Work order | Type again, exactly, the lines below from the start through the line that includes "in the order".

Start of Block

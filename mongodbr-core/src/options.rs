//! Per-call option records and functional option builders.
//!
//! Read operations take a list of functional options. Each option is a closure that
//! sets exactly one field of a fresh options record; they are applied in the order
//! given, so the last option touching a field wins.
//!
//! ```ignore
//! use mongodbr::options::{FindOption, FindOptions};
//! use bson::doc;
//!
//! let options = FindOptions::from_options([
//!     FindOption::with_skip(5),
//!     FindOption::with_limit(20),
//!     FindOption::with_sort(doc! { "created_at": -1 }),
//!     FindOption::with_skip(10),
//! ]);
//!
//! assert_eq!(options.skip, Some(10));
//! ```
//!
//! Write operations take an optional, plain options record such as [`UpdateOptions`].

use bson::{Bson, Document};
use std::{fmt, time::Duration};

/// Options for multi-document find calls.
#[derive(Debug, Clone, Default, PartialEq)]
pub struct FindOptions {
    /// Number of matching documents to skip.
    pub skip: Option<u64>,
    /// Maximum number of documents to return. Zero means no limit.
    pub limit: Option<i64>,
    /// Sort specification, e.g. `{ "age": -1 }`.
    pub sort: Option<Document>,
    /// Fields to include or exclude.
    pub projection: Option<Document>,
}

impl FindOptions {
    /// Applies the given options, in order, to a default record.
    pub fn from_options(options: impl IntoIterator<Item = FindOption>) -> Self {
        options
            .into_iter()
            .fold(Self::default(), |mut record, option| {
                option.apply(&mut record);
                record
            })
    }
}

/// A functional option for [`FindOptions`].
pub struct FindOption(Box<dyn FnOnce(&mut FindOptions) + Send>);

impl FindOption {
    /// Creates an option from an arbitrary setter.
    pub fn new(setter: impl FnOnce(&mut FindOptions) + Send + 'static) -> Self {
        Self(Box::new(setter))
    }

    /// Skips the first `skip` matching documents.
    pub fn with_skip(skip: u64) -> Self {
        Self::new(move |options| options.skip = Some(skip))
    }

    /// Returns at most `limit` documents.
    pub fn with_limit(limit: i64) -> Self {
        Self::new(move |options| options.limit = Some(limit))
    }

    /// Orders results by the given sort specification.
    pub fn with_sort(sort: Document) -> Self {
        Self::new(move |options| options.sort = Some(sort))
    }

    /// Restricts the fields returned.
    pub fn with_projection(projection: Document) -> Self {
        Self::new(move |options| options.projection = Some(projection))
    }

    /// Applies this option to `options`.
    pub fn apply(self, options: &mut FindOptions) {
        (self.0)(options)
    }
}

impl fmt::Debug for FindOption {
    fn fmt(&self, f: &mut fmt::Formatter<'_>) -> fmt::Result {
        f.debug_struct("FindOption").finish_non_exhaustive()
    }
}

/// Options for single-document find calls.
#[derive(Debug, Clone, Default, PartialEq)]
pub struct FindOneOptions {
    /// Number of matching documents to skip before picking one.
    pub skip: Option<u64>,
    /// Sort specification used to pick among several matches.
    pub sort: Option<Document>,
    /// Fields to include or exclude.
    pub projection: Option<Document>,
}

impl FindOneOptions {
    /// Applies the given options, in order, to a default record.
    pub fn from_options(options: impl IntoIterator<Item = FindOneOption>) -> Self {
        options
            .into_iter()
            .fold(Self::default(), |mut record, option| {
                option.apply(&mut record);
                record
            })
    }
}

/// A functional option for [`FindOneOptions`].
pub struct FindOneOption(Box<dyn FnOnce(&mut FindOneOptions) + Send>);

impl FindOneOption {
    /// Creates an option from an arbitrary setter.
    pub fn new(setter: impl FnOnce(&mut FindOneOptions) + Send + 'static) -> Self {
        Self(Box::new(setter))
    }

    /// Skips the first `skip` matching documents.
    pub fn with_skip(skip: u64) -> Self {
        Self::new(move |options| options.skip = Some(skip))
    }

    /// Picks the first match according to the given sort specification.
    pub fn with_sort(sort: Document) -> Self {
        Self::new(move |options| options.sort = Some(sort))
    }

    /// Restricts the fields returned.
    pub fn with_projection(projection: Document) -> Self {
        Self::new(move |options| options.projection = Some(projection))
    }

    /// Applies this option to `options`.
    pub fn apply(self, options: &mut FindOneOptions) {
        (self.0)(options)
    }
}

impl fmt::Debug for FindOneOption {
    fn fmt(&self, f: &mut fmt::Formatter<'_>) -> fmt::Result {
        f.debug_struct("FindOneOption").finish_non_exhaustive()
    }
}

/// Options for aggregation calls.
#[derive(Debug, Clone, Default, PartialEq)]
pub struct AggregateOptions {
    /// Allows pipeline stages to write temporary data to disk.
    pub allow_disk_use: Option<bool>,
    /// Number of documents per cursor batch.
    pub batch_size: Option<u32>,
    /// Server-side time limit for the aggregation.
    pub max_time: Option<Duration>,
    /// Comment attached to the command for profiling.
    pub comment: Option<Bson>,
}

impl AggregateOptions {
    /// Applies the given options, in order, to a default record.
    pub fn from_options(options: impl IntoIterator<Item = AggregateOption>) -> Self {
        options
            .into_iter()
            .fold(Self::default(), |mut record, option| {
                option.apply(&mut record);
                record
            })
    }
}

/// A functional option for [`AggregateOptions`].
pub struct AggregateOption(Box<dyn FnOnce(&mut AggregateOptions) + Send>);

impl AggregateOption {
    /// Creates an option from an arbitrary setter.
    pub fn new(setter: impl FnOnce(&mut AggregateOptions) + Send + 'static) -> Self {
        Self(Box::new(setter))
    }

    /// Lets the pipeline write temporary files when stages exceed the memory limit.
    pub fn with_allow_disk_use(allow: bool) -> Self {
        Self::new(move |options| options.allow_disk_use = Some(allow))
    }

    /// Sets the number of documents returned per cursor batch.
    pub fn with_batch_size(batch_size: u32) -> Self {
        Self::new(move |options| options.batch_size = Some(batch_size))
    }

    /// Bounds the server-side execution time.
    pub fn with_max_time(max_time: Duration) -> Self {
        Self::new(move |options| options.max_time = Some(max_time))
    }

    /// Attaches a comment that shows up in profiler and log output.
    pub fn with_comment(comment: impl Into<Bson>) -> Self {
        let comment = comment.into();
        Self::new(move |options| options.comment = Some(comment))
    }

    /// Applies this option to `options`.
    pub fn apply(self, options: &mut AggregateOptions) {
        (self.0)(options)
    }
}

impl fmt::Debug for AggregateOption {
    fn fmt(&self, f: &mut fmt::Formatter<'_>) -> fmt::Result {
        f.debug_struct("AggregateOption").finish_non_exhaustive()
    }
}

/// Options for inserting a single document.
#[derive(Debug, Clone, Default, PartialEq)]
pub struct InsertOneOptions {
    pub bypass_document_validation: Option<bool>,
    pub comment: Option<Bson>,
}

impl InsertOneOptions {
    pub fn bypass_document_validation(mut self, bypass: bool) -> Self {
        self.bypass_document_validation = Some(bypass);
        self
    }

    pub fn comment(mut self, comment: impl Into<Bson>) -> Self {
        self.comment = Some(comment.into());
        self
    }
}

/// Options for inserting many documents.
#[derive(Debug, Clone, Default, PartialEq)]
pub struct InsertManyOptions {
    pub bypass_document_validation: Option<bool>,
    /// Stop at the first failed insert when `true` (the store default).
    pub ordered: Option<bool>,
    pub comment: Option<Bson>,
}

impl InsertManyOptions {
    pub fn bypass_document_validation(mut self, bypass: bool) -> Self {
        self.bypass_document_validation = Some(bypass);
        self
    }

    pub fn ordered(mut self, ordered: bool) -> Self {
        self.ordered = Some(ordered);
        self
    }

    pub fn comment(mut self, comment: impl Into<Bson>) -> Self {
        self.comment = Some(comment.into());
        self
    }
}

/// Options for update calls.
#[derive(Debug, Clone, Default, PartialEq)]
pub struct UpdateOptions {
    /// Insert a new document when nothing matches.
    pub upsert: Option<bool>,
    pub bypass_document_validation: Option<bool>,
    pub array_filters: Option<Vec<Document>>,
    pub comment: Option<Bson>,
}

impl UpdateOptions {
    pub fn upsert(mut self, upsert: bool) -> Self {
        self.upsert = Some(upsert);
        self
    }

    pub fn bypass_document_validation(mut self, bypass: bool) -> Self {
        self.bypass_document_validation = Some(bypass);
        self
    }

    pub fn array_filters(mut self, filters: Vec<Document>) -> Self {
        self.array_filters = Some(filters);
        self
    }

    pub fn comment(mut self, comment: impl Into<Bson>) -> Self {
        self.comment = Some(comment.into());
        self
    }
}

/// Which version of a document a find-and-modify call reports.
#[derive(Debug, Clone, Copy, PartialEq, Eq)]
pub enum ReturnDocument {
    Before,
    After,
}

/// Options for find-one-and-update calls.
#[derive(Debug, Clone, Default, PartialEq)]
pub struct FindOneAndUpdateOptions {
    /// Insert a new document when nothing matches.
    pub upsert: Option<bool>,
    pub return_document: Option<ReturnDocument>,
    /// Picks which document to update when several match.
    pub sort: Option<Document>,
    pub projection: Option<Document>,
    pub bypass_document_validation: Option<bool>,
}

impl FindOneAndUpdateOptions {
    pub fn upsert(mut self, upsert: bool) -> Self {
        self.upsert = Some(upsert);
        self
    }

    pub fn return_document(mut self, return_document: ReturnDocument) -> Self {
        self.return_document = Some(return_document);
        self
    }

    pub fn sort(mut self, sort: Document) -> Self {
        self.sort = Some(sort);
        self
    }

    pub fn projection(mut self, projection: Document) -> Self {
        self.projection = Some(projection);
        self
    }

    pub fn bypass_document_validation(mut self, bypass: bool) -> Self {
        self.bypass_document_validation = Some(bypass);
        self
    }
}

/// Options for replace calls.
#[derive(Debug, Clone, Default, PartialEq)]
pub struct ReplaceOptions {
    /// Insert the replacement when nothing matches.
    pub upsert: Option<bool>,
    pub bypass_document_validation: Option<bool>,
    pub comment: Option<Bson>,
}

impl ReplaceOptions {
    pub fn upsert(mut self, upsert: bool) -> Self {
        self.upsert = Some(upsert);
        self
    }

    pub fn bypass_document_validation(mut self, bypass: bool) -> Self {
        self.bypass_document_validation = Some(bypass);
        self
    }

    pub fn comment(mut self, comment: impl Into<Bson>) -> Self {
        self.comment = Some(comment.into());
        self
    }
}

/// Options for delete calls.
#[derive(Debug, Clone, Default, PartialEq)]
pub struct DeleteOptions {
    pub comment: Option<Bson>,
}

impl DeleteOptions {
    pub fn comment(mut self, comment: impl Into<Bson>) -> Self {
        self.comment = Some(comment.into());
        self
    }
}

/// Options shared by the indexes created in one call.
///
/// A `name` or `unique` flag set on an individual
/// [`EntityIndexDefine`](crate::index::EntityIndexDefine) takes precedence.
#[derive(Debug, Clone, Default, PartialEq)]
pub struct IndexOptions {
    pub name: Option<String>,
    pub unique: Option<bool>,
    /// Skip documents that lack the indexed fields.
    pub sparse: Option<bool>,
    pub background: Option<bool>,
    /// Time-to-live for documents indexed on a date field.
    pub expire_after: Option<Duration>,
}

impl IndexOptions {
    pub fn name(mut self, name: impl Into<String>) -> Self {
        self.name = Some(name.into());
        self
    }

    pub fn unique(mut self, unique: bool) -> Self {
        self.unique = Some(unique);
        self
    }

    pub fn sparse(mut self, sparse: bool) -> Self {
        self.sparse = Some(sparse);
        self
    }

    pub fn background(mut self, background: bool) -> Self {
        self.background = Some(background);
        self
    }

    pub fn expire_after(mut self, expire_after: Duration) -> Self {
        self.expire_after = Some(expire_after);
        self
    }
}

#[cfg(test)]
mod tests {
    use super::*;
    use bson::doc;

    #[test]
    fn each_find_option_sets_only_its_field() {
        assert_eq!(
            FindOptions::from_options([FindOption::with_skip(5)]),
            FindOptions { skip: Some(5), ..Default::default() }
        );
        assert_eq!(
            FindOptions::from_options([FindOption::with_limit(7)]),
            FindOptions { limit: Some(7), ..Default::default() }
        );
        assert_eq!(
            FindOptions::from_options([FindOption::with_sort(doc! { "age": -1 })]),
            FindOptions { sort: Some(doc! { "age": -1 }), ..Default::default() }
        );
        assert_eq!(
            FindOptions::from_options([FindOption::with_projection(doc! { "name": 1 })]),
            FindOptions { projection: Some(doc! { "name": 1 }), ..Default::default() }
        );
    }

    #[test]
    fn last_find_option_wins() {
        let options = FindOptions::from_options([
            FindOption::with_skip(5),
            FindOption::with_limit(3),
            FindOption::with_skip(10),
        ]);

        assert_eq!(options.skip, Some(10));
        assert_eq!(options.limit, Some(3));
        assert_eq!(options.sort, None);
    }

    #[test]
    fn no_options_yield_defaults() {
        assert_eq!(FindOptions::from_options(Vec::new()), FindOptions::default());
        assert_eq!(FindOneOptions::from_options(Vec::new()), FindOneOptions::default());
        assert_eq!(AggregateOptions::from_options(Vec::new()), AggregateOptions::default());
    }

    #[test]
    fn find_one_options_apply_in_order() {
        let options = FindOneOptions::from_options([
            FindOneOption::with_sort(doc! { "a": 1 }),
            FindOneOption::with_skip(2),
            FindOneOption::with_sort(doc! { "b": -1 }),
        ]);

        assert_eq!(
            options,
            FindOneOptions {
                skip: Some(2),
                sort: Some(doc! { "b": -1 }),
                projection: None,
            }
        );
    }

    #[test]
    fn aggregate_options_set_single_fields() {
        assert_eq!(
            AggregateOptions::from_options([AggregateOption::with_allow_disk_use(true)]),
            AggregateOptions { allow_disk_use: Some(true), ..Default::default() }
        );
        assert_eq!(
            AggregateOptions::from_options([AggregateOption::with_batch_size(64)]),
            AggregateOptions { batch_size: Some(64), ..Default::default() }
        );
        assert_eq!(
            AggregateOptions::from_options([AggregateOption::with_max_time(Duration::from_secs(2))]),
            AggregateOptions { max_time: Some(Duration::from_secs(2)), ..Default::default() }
        );
        assert_eq!(
            AggregateOptions::from_options([AggregateOption::with_comment("report")]),
            AggregateOptions { comment: Some(Bson::String("report".into())), ..Default::default() }
        );
    }

    #[test]
    fn custom_setters_compose_with_builders() {
        let options = FindOptions::from_options([
            FindOption::with_limit(1),
            FindOption::new(|options| options.limit = None),
        ]);

        assert_eq!(options.limit, None);
    }
}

End of Block

Task result |
filename mongodbr-core/src/options.rs
//! Per-call option records and functional option builders.
//!
//! Read operations take a list of functional options. Each option is a closure that
//! sets exactly one field of a fresh options record; they are applied in the order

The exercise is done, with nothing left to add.